U S E R M A N U A L

                                "G R O W T H - dg"                                                           
      
        A 3-D inversion tool for modelling gravity changes on a small network.   
 
Reference:  

     Antonio G. Camacho, Peter Vajda, Craig A. Miller, José Fernández 
     A free-geometry geodynamic modelling of surface gravity changes using Growth-dg software
     S.D.  2021.           

     Corresponding author: José Fernández (jft@mat.ucm.es)

1. INTRODUCTION

   This computational tool, Growth-dg, consist on a Fortran 77 code. It calculates in an almost automatic way the possible sources of density change responsible for the observed gravity variations. The process is based on a non-linear adjustment of anomalous structures defined by aggregation of small filled cells. It works on a step by step growth process that fills prismatic cells of a previous 3D grid, and incorporates them to the growing anomalous structure.

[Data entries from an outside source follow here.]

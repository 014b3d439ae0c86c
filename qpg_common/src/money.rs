use std::{borrow::Cow, fmt::Display, str::FromStr};

use rust_decimal::{prelude::ToPrimitive, Decimal};
use serde::{Deserialize, Serialize};
use sqlx::{
    encode::IsNull,
    error::BoxDynError,
    sqlite::{SqliteArgumentValue, SqliteTypeInfo, SqliteValueRef},
    Decode,
    Encode,
    Sqlite,
    Type,
};
use thiserror::Error;

//--------------------------------------       Money       -----------------------------------------------------------
/// A monetary amount with currency-exact precision.
///
/// `Money` wraps a [`Decimal`], so "100.00" really is one hundred and zero hundredths. Floating point never enters
/// the picture, and the amount is stored as TEXT in SQLite so the database cannot mangle it either.
#[derive(Debug, Clone, Copy, Default, PartialEq, Eq, PartialOrd, Ord, Serialize, Deserialize)]
#[serde(transparent)]
pub struct Money(Decimal);

#[derive(Debug, Clone, Error)]
#[error("'{0}' is not a valid monetary amount")]
pub struct MoneyConversionError(String);

impl Money {
    pub fn new(value: Decimal) -> Self {
        Self(value)
    }

    pub fn value(&self) -> Decimal {
        self.0
    }

    pub fn is_positive(&self) -> bool {
        self.0 > Decimal::ZERO
    }

    /// The amount truncated to whole currency units, as providers with integer wire formats expect it.
    /// Returns `None` if the amount does not fit in an `i64`.
    pub fn whole_units(&self) -> Option<i64> {
        self.0.trunc().to_i64()
    }
}

impl From<Decimal> for Money {
    fn from(value: Decimal) -> Self {
        Self(value)
    }
}

impl From<i64> for Money {
    fn from(value: i64) -> Self {
        Self(Decimal::from(value))
    }
}

impl FromStr for Money {
    type Err = MoneyConversionError;

    fn from_str(s: &str) -> Result<Self, Self::Err> {
        Decimal::from_str(s).map(Self).map_err(|_| MoneyConversionError(s.to_string()))
    }
}

impl Display for Money {
    fn fmt(&self, f: &mut std::fmt::Formatter<'_>) -> std::fmt::Result {
        write!(f, "{}", self.0)
    }
}

impl Type<Sqlite> for Money {
    fn type_info() -> SqliteTypeInfo {
        <&str as Type<Sqlite>>::type_info()
    }

    fn compatible(ty: &SqliteTypeInfo) -> bool {
        <&str as Type<Sqlite>>::compatible(ty)
    }
}

impl<'q> Encode<'q, Sqlite> for Money {
    fn encode_by_ref(&self, buf: &mut Vec<SqliteArgumentValue<'q>>) -> IsNull {
        buf.push(SqliteArgumentValue::Text(Cow::Owned(self.0.to_string())));
        IsNull::No
    }
}

impl<'r> Decode<'r, Sqlite> for Money {
    fn decode(value: SqliteValueRef<'r>) -> Result<Self, BoxDynError> {
        let s = <&str as Decode<Sqlite>>::decode(value)?;
        let amount = Decimal::from_str(s)?;
        Ok(Self(amount))
    }
}
//! Wire-facing request and response shapes for the REST endpoints.
use chrono::{DateTime, Utc};
use qpg_common::Money;
use qr_payment_engine::db_types::{NewPaymentRequest, PaymentRequest, PaymentStatus, RequestId, Tender};
use serde::{Deserialize, Serialize};

/// The body of a `POST /payments/init` call.
#[derive(Debug, Clone, Deserialize)]
pub struct InitPaymentParams {
    pub request_id: RequestId,
    pub amount: Money,
    pub currency: String,
    pub tender: Tender,
    pub terminal_id: i64,
}

impl From<InitPaymentParams> for NewPaymentRequest {
    fn from(params: InitPaymentParams) -> Self {
        NewPaymentRequest::new(params.request_id, params.amount, &params.currency, params.tender, params.terminal_id)
    }
}

/// What clients see of a payment record. The scannable reference is only echoed while the payment can still be
/// paid; once the record is terminal the reference is dead and is withheld.
#[derive(Debug, Clone, Serialize)]
pub struct PaymentResult {
    pub request_id: RequestId,
    pub amount: Money,
    pub currency: String,
    pub tender: Tender,
    pub terminal_id: i64,
    pub status: PaymentStatus,
    #[serde(skip_serializing_if = "Option::is_none")]
    pub provider_reference: Option<String>,
    #[serde(skip_serializing_if = "Option::is_none")]
    pub provider_txn_id: Option<String>,
    pub created_at: DateTime<Utc>,
    pub expires_at: DateTime<Utc>,
    pub updated_at: DateTime<Utc>,
}

impl From<PaymentRequest> for PaymentResult {
    fn from(payment: PaymentRequest) -> Self {
        let provider_reference =
            (payment.status == PaymentStatus::Pending).then_some(payment.provider_reference);
        Self {
            request_id: payment.request_id,
            amount: payment.amount,
            currency: payment.currency,
            tender: payment.tender,
            terminal_id: payment.terminal_id,
            status: payment.status,
            provider_reference,
            provider_txn_id: payment.provider_txn_id,
            created_at: payment.created_at,
            expires_at: payment.expires_at,
            updated_at: payment.updated_at,
        }
    }
}
//! Request handler definitions
//!
//! Define each route and its handler here. Handlers that are more than a line or two MUST go into a separate
//! module. Keep this module neat and tidy 🙏
use actix_web::{get, web, HttpResponse, Responder};
use log::*;
use qr_payment_engine::{
    db_types::RequestId,
    traits::{PaymentProvider, PaymentStore},
    PaymentLifecycleApi,
};

use crate::{
    data_objects::{InitPaymentParams, PaymentResult},
    errors::ServerError,
};

/// Route handler for the health check endpoint
#[get("/health")]
pub async fn health() -> impl Responder {
    trace!("💻️ Received health check request");
    HttpResponse::Ok().body("👍️\n")
}

/// Route handler for `POST /payments/init`. Creates a new payment and returns the scannable reference.
pub async fn init_payment<B: PaymentStore, P: PaymentProvider>(
    api: web::Data<PaymentLifecycleApi<B, P>>,
    body: web::Json<InitPaymentParams>,
) -> Result<HttpResponse, ServerError> {
    let params = body.into_inner();
    debug!("💻️ POST /payments/init for [{}]", params.request_id);
    let payment = api.initiate_payment(params.into()).await?;
    Ok(HttpResponse::Created().json(PaymentResult::from(payment)))
}

/// Route handler for `GET /payments/{request_id}`. Overdue `PENDING` payments are expired before being returned.
pub async fn payment_status<B: PaymentStore, P: PaymentProvider>(
    api: web::Data<PaymentLifecycleApi<B, P>>,
    path: web::Path<String>,
) -> Result<HttpResponse, ServerError> {
    let request_id = RequestId::from(path.into_inner());
    let payment = api.get_payment(&request_id).await?;
    Ok(HttpResponse::Ok().json(PaymentResult::from(payment)))
}

/// Route handler for `POST /payments/{request_id}/cancel`. An operator action; only `PENDING` payments qualify.
pub async fn cancel_payment<B: PaymentStore, P: PaymentProvider>(
    api: web::Data<PaymentLifecycleApi<B, P>>,
    path: web::Path<String>,
) -> Result<HttpResponse, ServerError> {
    let request_id = RequestId::from(path.into_inner());
    info!("💻️ Cancellation requested for [{request_id}]");
    let payment = api.cancel_payment(&request_id).await?;
    Ok(HttpResponse::Ok().json(PaymentResult::from(payment)))
}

   Some characteristics of the approach are the following:

   (1) solution for 3-D model space, (2) acceptance of non-gridded non-planar low-precision imprecise data, (3) optional determination of an offset gravity component in the data, (4) managing of outlier values by means of weigthing accross the iterative process, (5) simultaneous inversion for both positive and negative density contrasts, (6) inversion for irregularly-shaped structures composed of several individual bodies, (7) non homogeneous density distribution, highligting the core anomalous structures (8) semi-automated data inversion routine, (9) several graphical outputs (process and results) helping to take modelling decisions, (10) only two main modelling values: model size and smoothing

   The main input file, "grad.txt", contains the coordinates (m) of the gravity stations and the observed gravity changes (uGal).

2. INPUTS

2.1. Input files:

-> file "grad.txt": The basic input ASCII file, named "grad.txt" (as default), contains a line corresponding to each gravity benchmark with the following values: x-coordinate (m), y-coordinate (m), altitude (m) (above sea level), gravity change (uGal) (1 uGal=10-8 m/s2)

  example:

212876.1 3079402.0  560.30  -4 
212903.9 3079303.6  571.02   1 
213149.2 3079854.5  533.59 -36 
213128.0 3080707.0  524.20 -59 
212667.0 3081849.6  403.01 -18 
...............................
201634.6 3073315.1  283.73  -9
 0 0 0 0 

The end can be denoted by a line of zeros.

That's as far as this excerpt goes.